- THE TASK -
Below are several records. Retype exactly those lines running from the one with "refused the operation." through the one with "The response body.", end lines included, and no others.

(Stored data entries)
- - -
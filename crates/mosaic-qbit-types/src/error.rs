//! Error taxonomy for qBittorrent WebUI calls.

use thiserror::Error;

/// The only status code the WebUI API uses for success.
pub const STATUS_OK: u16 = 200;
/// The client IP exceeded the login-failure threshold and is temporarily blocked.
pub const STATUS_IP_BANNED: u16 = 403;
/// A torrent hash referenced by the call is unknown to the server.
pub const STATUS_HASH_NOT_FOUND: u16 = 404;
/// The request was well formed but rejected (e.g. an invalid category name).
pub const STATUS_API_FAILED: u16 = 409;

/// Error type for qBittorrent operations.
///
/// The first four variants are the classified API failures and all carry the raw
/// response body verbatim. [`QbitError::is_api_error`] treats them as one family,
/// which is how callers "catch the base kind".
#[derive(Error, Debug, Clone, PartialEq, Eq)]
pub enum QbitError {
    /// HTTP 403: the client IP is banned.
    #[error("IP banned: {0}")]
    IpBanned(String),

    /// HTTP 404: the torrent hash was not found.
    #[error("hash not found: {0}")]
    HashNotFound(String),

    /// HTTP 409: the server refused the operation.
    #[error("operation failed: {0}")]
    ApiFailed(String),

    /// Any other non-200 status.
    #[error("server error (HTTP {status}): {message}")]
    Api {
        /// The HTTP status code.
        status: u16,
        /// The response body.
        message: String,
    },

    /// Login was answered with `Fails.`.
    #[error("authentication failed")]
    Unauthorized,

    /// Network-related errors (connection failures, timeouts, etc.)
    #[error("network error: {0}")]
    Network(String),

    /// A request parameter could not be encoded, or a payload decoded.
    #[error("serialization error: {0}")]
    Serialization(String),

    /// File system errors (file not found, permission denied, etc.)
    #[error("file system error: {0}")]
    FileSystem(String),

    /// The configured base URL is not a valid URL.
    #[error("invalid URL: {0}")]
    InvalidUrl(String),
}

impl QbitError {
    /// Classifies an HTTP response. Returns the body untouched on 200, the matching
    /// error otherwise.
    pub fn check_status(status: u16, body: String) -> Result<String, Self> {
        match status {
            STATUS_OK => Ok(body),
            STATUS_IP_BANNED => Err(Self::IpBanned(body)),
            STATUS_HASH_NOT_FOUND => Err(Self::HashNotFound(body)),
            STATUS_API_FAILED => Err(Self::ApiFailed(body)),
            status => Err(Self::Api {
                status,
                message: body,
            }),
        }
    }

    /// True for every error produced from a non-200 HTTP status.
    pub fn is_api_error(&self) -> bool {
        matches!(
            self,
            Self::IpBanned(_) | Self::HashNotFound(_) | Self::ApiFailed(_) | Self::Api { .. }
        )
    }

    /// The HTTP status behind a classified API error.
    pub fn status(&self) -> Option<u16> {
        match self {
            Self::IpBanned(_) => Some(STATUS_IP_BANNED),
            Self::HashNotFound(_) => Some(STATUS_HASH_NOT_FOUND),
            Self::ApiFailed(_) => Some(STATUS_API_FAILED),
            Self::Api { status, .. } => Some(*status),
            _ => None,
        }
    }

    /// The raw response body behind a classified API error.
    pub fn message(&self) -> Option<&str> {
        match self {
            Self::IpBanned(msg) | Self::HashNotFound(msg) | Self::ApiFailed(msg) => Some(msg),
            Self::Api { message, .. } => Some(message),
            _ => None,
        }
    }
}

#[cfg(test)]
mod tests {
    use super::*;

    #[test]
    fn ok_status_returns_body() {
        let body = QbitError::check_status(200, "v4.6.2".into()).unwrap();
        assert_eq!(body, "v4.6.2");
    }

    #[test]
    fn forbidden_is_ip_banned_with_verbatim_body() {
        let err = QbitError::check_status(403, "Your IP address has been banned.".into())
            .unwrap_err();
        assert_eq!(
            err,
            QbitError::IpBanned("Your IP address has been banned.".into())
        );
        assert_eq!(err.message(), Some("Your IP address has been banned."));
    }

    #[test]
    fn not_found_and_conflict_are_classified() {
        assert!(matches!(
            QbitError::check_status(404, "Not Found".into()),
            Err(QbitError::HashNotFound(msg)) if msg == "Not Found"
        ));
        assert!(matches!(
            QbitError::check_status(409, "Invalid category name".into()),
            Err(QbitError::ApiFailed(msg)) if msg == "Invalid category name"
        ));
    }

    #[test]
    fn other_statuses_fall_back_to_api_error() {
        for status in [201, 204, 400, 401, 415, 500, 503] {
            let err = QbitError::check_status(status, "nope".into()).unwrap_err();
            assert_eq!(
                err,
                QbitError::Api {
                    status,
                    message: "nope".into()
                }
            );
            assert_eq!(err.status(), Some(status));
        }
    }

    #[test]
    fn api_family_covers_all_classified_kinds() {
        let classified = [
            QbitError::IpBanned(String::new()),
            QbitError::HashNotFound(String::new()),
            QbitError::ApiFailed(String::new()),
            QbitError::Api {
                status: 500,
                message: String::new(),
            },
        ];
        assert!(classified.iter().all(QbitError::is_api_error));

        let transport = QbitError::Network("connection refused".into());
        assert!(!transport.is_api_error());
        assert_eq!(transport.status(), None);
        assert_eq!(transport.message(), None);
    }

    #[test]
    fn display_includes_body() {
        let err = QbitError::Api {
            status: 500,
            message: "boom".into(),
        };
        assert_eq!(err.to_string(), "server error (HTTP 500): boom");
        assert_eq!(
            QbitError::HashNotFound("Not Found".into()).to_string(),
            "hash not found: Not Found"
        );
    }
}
- - -
- EXERCISE SOLUTION -
    /// HTTP 409: the server refused the operation.
    #[error("operation failed: {0}")]
    ApiFailed(String),

    /// Any other non-200 status.
    #[error("server error (HTTP {status}): {message}")]
    Api {
        /// The HTTP status code.
        status: u16,
        /// The response body.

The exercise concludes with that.